Excerpt: You might say I have a dog in this fight.
He’s tiny. He’s blind. His bark is decidedly unmanly and his bites, usually in defense against things that can’t be seen, are forgivably innocuous.
I am his seeing-eye human.
I adopted Ollie from a kill shelter four years ago via friends who visit the shelter weekly and grab whatever is adoptable. Steve and Squeaky Wangensteen are shrewd and devilish people. Their strategy: They invite you to dinner, wine and dine you, and then, while your defenses are down, say, “Oh, look, he loves you so much. Don’t you want to take him home?”
Which is to say, I was overserved — and went home with a blind poodle.
The Very Fortunate Ollie — named for Olive Street — thus came to join a neighborly menagerie that then included a three-legged cat, Zoe, a gentle mutt named Jake, the pedigreed Miss Maggie next door and yet another Ollie further down, who is often mistaken for Bo Obama.
My Ollie had not been mistreated, but his care had been minimal. He was already 7 and was, as his vet puts it, “genetically challenged.” (We don’t tell Ollie.) His previous family, who dropped him off at the shelter saying they were tired of him, had bought him from a pet shop knowing he was blind.

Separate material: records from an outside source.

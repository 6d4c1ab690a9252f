//! Utility functions shared across the application.
//!
//! - [`alias_generator`] - Alias generation and validation

pub mod alias_generator;
//! HTTP request handlers for API endpoints.

pub mod delete;
pub mod health;
pub mod redirect;
pub mod save;

pub use delete::delete_handler;
pub use health::health_handler;
pub use redirect::redirect_handler;
pub use save::save_handler;
//! Handler for alias redirects.

use axum::{
    extract::{Path, State},
    http::{HeaderValue, StatusCode, header},
    response::{IntoResponse, Response},
};
use serde_json::json;

use crate::error::AppError;
use crate::state::AppState;

/// Redirects an alias to its stored URL.
///
/// # Endpoint
///
/// `GET /{alias}`
///
/// # Response
///
/// `302 Found` with `Location` set to the stored URL, unchanged.
///
/// # Errors
///
/// Answers `200 OK` with the error envelope when the alias is empty
/// (`invalid request`), unknown (`not found`) or storage fails
/// (`internal error`). No redirect is issued in those cases.
pub async fn redirect_handler(
    Path(alias): Path<String>,
    State(state): State<AppState>,
) -> Result<Response, AppError> {
    let url = state.url_service.resolve(&alias).await?;

    let location = HeaderValue::try_from(url).map_err(|e| {
        tracing::error!(alias, error = %e, "stored url is not a valid header value");
        AppError::internal("internal error", json!({ "alias": alias }))
    })?;

    Ok((StatusCode::FOUND, [(header::LOCATION, location)]).into_response())
}
//! Domain layer containing business entities and the storage contract.
//!
//! - [`entities`] - Core data structures
//! - [`repositories`] - Data access trait definitions
//!
//! The domain layer has no dependencies on the HTTP layer.

pub mod entities;
pub mod repositories;
//! Infrastructure layer for external integrations.
//!
//! This layer implements interfaces defined by the domain layer.
//!
//! # Modules
//!
//! - [`persistence`] - SQLite repository implementations

pub mod persistence;
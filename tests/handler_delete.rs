mod common;

use axum::{Router, routing::delete};
use axum_test::TestServer;
use serde_json::json;
use url_alias::api::handlers::delete_handler;
use url_alias::domain::repositories::{StorageError, UrlRepository};

async fn create_server() -> (TestServer, std::sync::Arc<url_alias::prelude::SqliteUrlRepository>) {
    let repo = common::create_test_repository().await;
    let app = Router::new()
        .route("/url/{alias}", delete(delete_handler))
        .with_state(common::create_test_state(repo.clone()));

    (TestServer::new(app).unwrap(), repo)
}

#[tokio::test]
async fn test_delete_existing() {
    let (server, repo) = create_server().await;
    common::create_test_mapping(&repo, "ex1", "https://example.com").await;

    let response = server.delete("/url/ex1").await;

    response.assert_status_ok();
    response.assert_json(&json!({ "status": "OK" }));
    assert!(matches!(repo.get("ex1").await, Err(StorageError::NotFound)));
}

#[tokio::test]
async fn test_delete_unknown() {
    let (server, repo) = create_server().await;
    common::create_test_mapping(&repo, "keep", "https://example.com").await;

    let response = server.delete("/url/missing").await;

    response.assert_status_ok();
    response.assert_json(&json!({ "status": "Error", "error": "url not found" }));
    assert_eq!(repo.count().await.unwrap(), 1);
}

#[tokio::test]
async fn test_delete_twice() {
    let (server, repo) = create_server().await;
    common::create_test_mapping(&repo, "once", "https://example.com").await;

    server.delete("/url/once").await.assert_json(&json!({ "status": "OK" }));

    let response = server.delete("/url/once").await;
    response.assert_json(&json!({ "status": "Error", "error": "url not found" }));
}
//! SQLite repository implementations.
//!
//! Concrete implementations of domain repository traits using SQLx.
//!
//! # Repositories
//!
//! - [`SqliteUrlRepository`] - Alias mapping storage and retrieval

pub mod sqlite_url_repository;

pub use sqlite_url_repository::SqliteUrlRepository;
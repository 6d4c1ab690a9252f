//! Core domain entities.
//!
//! The service has a single entity, [`UrlMapping`], plus [`NewUrlMapping`]
//! for inserts.

pub mod url_mapping;

pub use url_mapping::{NewUrlMapping, UrlMapping};
//! Alias generation and validation utilities.
//!
//! Generated aliases are drawn from an alphabet without look-alike characters
//! so they can be read aloud or retyped from print.

use crate::error::AppError;
use rand::Rng;
use regex::Regex;
use serde_json::json;
use std::ops::RangeInclusive;
use std::sync::LazyLock;

/// Alphanumerics without `0`, `O`, `o`, `1`, `l` and `I`.
const ALPHABET: &[u8] = b"ABCDEFGHJKLMNPQRSTUVWXYZabcdefghijkmnpqrstuvwxyz23456789";

/// Default length of generated aliases.
pub const DEFAULT_ALIAS_LENGTH: usize = 6;

/// Accepted lengths for generated aliases.
pub const GENERATED_ALIAS_LENGTHS: RangeInclusive<usize> = 4..=32;

/// Longest alias a client may choose.
pub const MAX_ALIAS_LENGTH: usize = 64;

/// Path segments used by the router itself.
const RESERVED_ALIASES: &[&str] = &["url", "health"];

static ALIAS_REGEX: LazyLock<Regex> =
    LazyLock::new(|| Regex::new(r"^[A-Za-z0-9_-]+$").expect("alias regex is valid"));

/// Generates a random alias of `length` characters.
///
/// Two calls are unlikely, but not guaranteed, to collide; storage uniqueness
/// remains the only guarantee.
pub fn generate_alias(length: usize) -> String {
    let mut rng = rand::rng();

    (0..length)
        .map(|_| ALPHABET[rng.random_range(0..ALPHABET.len())] as char)
        .collect()
}

/// Validates a client-chosen alias.
///
/// # Rules
///
/// - Length: 1-64 characters
/// - Allowed characters: ASCII letters, digits, `-` and `_`
/// - Cannot be a reserved route segment
///
/// # Errors
///
/// Returns [`AppError::Validation`] if any rule is violated.
pub fn validate_alias(alias: &str) -> Result<(), AppError> {
    if alias.is_empty() || alias.len() > MAX_ALIAS_LENGTH {
        return Err(AppError::bad_request(
            format!("field Alias must be 1-{MAX_ALIAS_LENGTH} characters"),
            json!({ "provided_length": alias.len() }),
        ));
    }

    if !ALIAS_REGEX.is_match(alias) {
        return Err(AppError::bad_request(
            "field Alias may only contain letters, digits, '-' and '_'",
            json!({ "alias": alias }),
        ));
    }

    if RESERVED_ALIASES.contains(&alias) {
        return Err(AppError::bad_request(
            "field Alias is reserved",
            json!({ "alias": alias }),
        ));
    }

    Ok(())
}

They did teach him the word “no,” which stops him in his tracks and for which I am grateful.
Ollie is higher-than-usual maintenance, true enough, but his blindness is part of his charm. He is fearless precisely because he knows I won’t let him hurt himself. Like a child confident of his mother’s proximity, he knows I’m right there.
Except, alas, those times when work takes me away, usually from D.C. to New York via the train, which doesn’t allow canine travelers. Not even a 6.5-pound blind toy poodle. Instead, I hire a sitter, which is expensive and an absurdly unnecessary burden.
For reasons that remain mysterious, Amtrak allows only service dogs. This, despite the fact that domestic pets are more than welcome on airplanes for a fee. If small enough, they can be tucked under a seat. Yet Amtrak, with trains naturally noisy and not exactly luxurious, is utterly snooty when it comes to pets. I once spotted a woman with a cuddly canine next to her in the Amtrak “Quiet Car” and asked her secret. Proudly, she whipped out a letter from her psychiatrist. Well, that’s one way.
The rest of us are out of luck, but perhaps not for long. With gentleness of heart — and more sanity than we’ve come to expect from Washington — a bipartisan measure could open the way for pet lovers to travel by rail with their canine and feline companions.